The Chandrayaan-1 folks had a session yesterday, and people streamed into the room to see what Paul Spudis had to say about ice on the moon. Spudis is an LPI scientist leading the mini-SAR radar instrument on Chandrayaan, which is a prelude to a bigger radar instrument on the Lunar Reconnaissance Orbiter, which will launch in May. Both instruments will search for radar reflections, consistent with ice, in the permanently shadowed craters of the moon’s poles; Spudis has been heavily involved in this search for years.
A quick review of history (Spudis has a nice review, colored by his perspective, here): In the 1990s, the Clementine mission got everyone excited by a strange double-bouncing radar reflection from inside some polar craters. Spudis calls this double reflection “CPR” for circular polarization ratio. Blocks of ice — or rough regolith — can cause this change in the polarity of the radar signal.

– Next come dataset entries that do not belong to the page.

//! Weekday/date arithmetic for the clock intents.

use chrono::{Datelike, Duration, NaiveDate, NaiveDateTime, Weekday};

use super::source::{Clock, SystemClock};

/// Answer when a date cannot be parsed.
pub const DATE_FALLBACK: &str = "Enter a date in MM/DD/YYYY format.";

/// Answer when a weekday name cannot be parsed.
pub const WEEKDAY_FALLBACK: &str =
    "I can only determine dates for today or named days of the week.";

/// Accepted date layouts, month-first ones before anything else.
/// `%y` precedes `%Y` so that `12/25/24` means 2024 rather than year 24.
const DATE_FORMATS: &[&str] = &[
    "%m/%d/%y",
    "%m/%d/%Y",
    "%Y-%m-%d",
    "%Y/%m/%d",
    "%m-%d-%Y",
    "%B %d, %Y",
    "%B %d %Y",
    "%b %d, %Y",
    "%b %d %Y",
    "%d %B %Y",
];

/// Date-and-time layouts; only the date part is kept.
const DATE_TIME_FORMATS: &[&str] = &[
    "%m/%d/%Y %H:%M",
    "%m/%d/%Y %H:%M:%S",
    "%m/%d/%Y %I:%M %p",
    "%m/%d/%Y %I:%M:%S %p",
    "%Y-%m-%d %H:%M:%S",
    "%Y-%m-%dT%H:%M:%S",
];

/// Years a calendar date may fall in.
const YEARS: std::ops::RangeInclusive<i32> = 1..=9999;

/// Sunday-first, matching the week layout used for date lookups.
const WEEK: [Weekday; 7] = [
    Weekday::Sun,
    Weekday::Mon,
    Weekday::Tue,
    Weekday::Wed,
    Weekday::Thu,
    Weekday::Fri,
    Weekday::Sat,
];

/// Full English name of a weekday.
pub fn weekday_name(day: Weekday) -> &'static str {
    match day {
        Weekday::Mon => "Monday",
        Weekday::Tue => "Tuesday",
        Weekday::Wed => "Wednesday",
        Weekday::Thu => "Thursday",
        Weekday::Fri => "Friday",
        Weekday::Sat => "Saturday",
        Weekday::Sun => "Sunday",
    }
}

/// Short US date: `M/D/YYYY` without zero padding.
pub fn format_short_date(date: NaiveDate) -> String {
    format!("{}/{}/{}", date.month(), date.day(), date.year())
}

/// Parse a full weekday name, ignoring case and surrounding whitespace.
pub fn parse_weekday(day: &str) -> Option<Weekday> {
    let day = day.trim();
    WEEK.into_iter()
        .find(|candidate| weekday_name(*candidate).eq_ignore_ascii_case(day))
}

/// Parse a calendar date in years 1 to 9999. A trailing time of day is
/// ignored and a bare `M/D` is taken to be in `current_year`.
pub fn parse_date(date: &str, current_year: i32) -> Option<NaiveDate> {
    let date = date.trim();
    if date.is_empty() {
        return None;
    }
    DATE_FORMATS
        .iter()
        .find_map(|format| NaiveDate::parse_from_str(date, format).ok())
        .or_else(|| {
            DATE_TIME_FORMATS
                .iter()
                .find_map(|format| NaiveDateTime::parse_from_str(date, format).ok())
                .map(|moment| moment.date())
        })
        .or_else(|| NaiveDate::parse_from_str(&format!("{date}/{current_year}"), "%m/%d/%Y").ok())
        .filter(|parsed| YEARS.contains(&parsed.year()))
}

/// Weekday name for `date`, using the system clock for yearless dates.
pub fn day_for_date(date: &str) -> String {
    day_for_date_at(date, &SystemClock)
}

/// Weekday name for `date`, or [`DATE_FALLBACK`] if it does not parse.
pub fn day_for_date_at<C: Clock + ?Sized>(date: &str, clock: &C) -> String {
    match parse_date(date, clock.today().year()) {
        Some(parsed) => weekday_name(parsed.weekday()).to_string(),
        None => DATE_FALLBACK.to_string(),
    }
}

/// Date of the named weekday in the current week, using the system clock.
pub fn date_for_weekday(day: &str) -> String {
    date_for_weekday_at(day, &SystemClock)
}

/// Date of the named weekday within the current Sunday-started week.
///
/// The answer is always within six days of today and never moves to the
/// previous or next week. Unparseable input yields [`WEEKDAY_FALLBACK`].
pub fn date_for_weekday_at<C: Clock + ?Sized>(day: &str, clock: &C) -> String {
    let Some(weekday) = parse_weekday(day) else {
        return WEEKDAY_FALLBACK.to_string();
    };
    let today = clock.today();
    let offset = i64::from(weekday.num_days_from_sunday())
        - i64::from(today.weekday().num_days_from_sunday());
    format_short_date(today + Duration::days(offset))
}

A few years later, Lunar Prospector brought both good and bad news: it detected an excess of hydrogen atoms — consistent with water in the regolith (shown in the image here). But only at the level of a few percent, which meant that it was uncertain whether it could represent microscopic bits of water in the pores of the soil and rock, or actual chunks of water ice.
And then in a series of papers over the last decade, people like Don Campbell, using ground based radars like Arecibo, weighed in and cast doubt on the Clementine interpretation.
But where Arecibo can only see along the rims of the polar craters, Chandrayaan can look straight down in. Spudis was very coy about what mini-SAR had seen in its first few months of its operations. But he tantalized the crowd with maps of a few small, young-ish polar craters that had high CPR signals inside the rim, but not outside. Normally, you expect the CPR signal to be high both inside and outside the rough fringe of the impact crater. He didn’t say if the anomalous result could signal ice. “I don’t want to speculate on what we’re seeing until we’ve got these numbers pinned down.” Campbell, listening intently in the audience, was also intrigued. “I think it’s very interesting, very nice looking data,” he says. “But we need to wait and see.”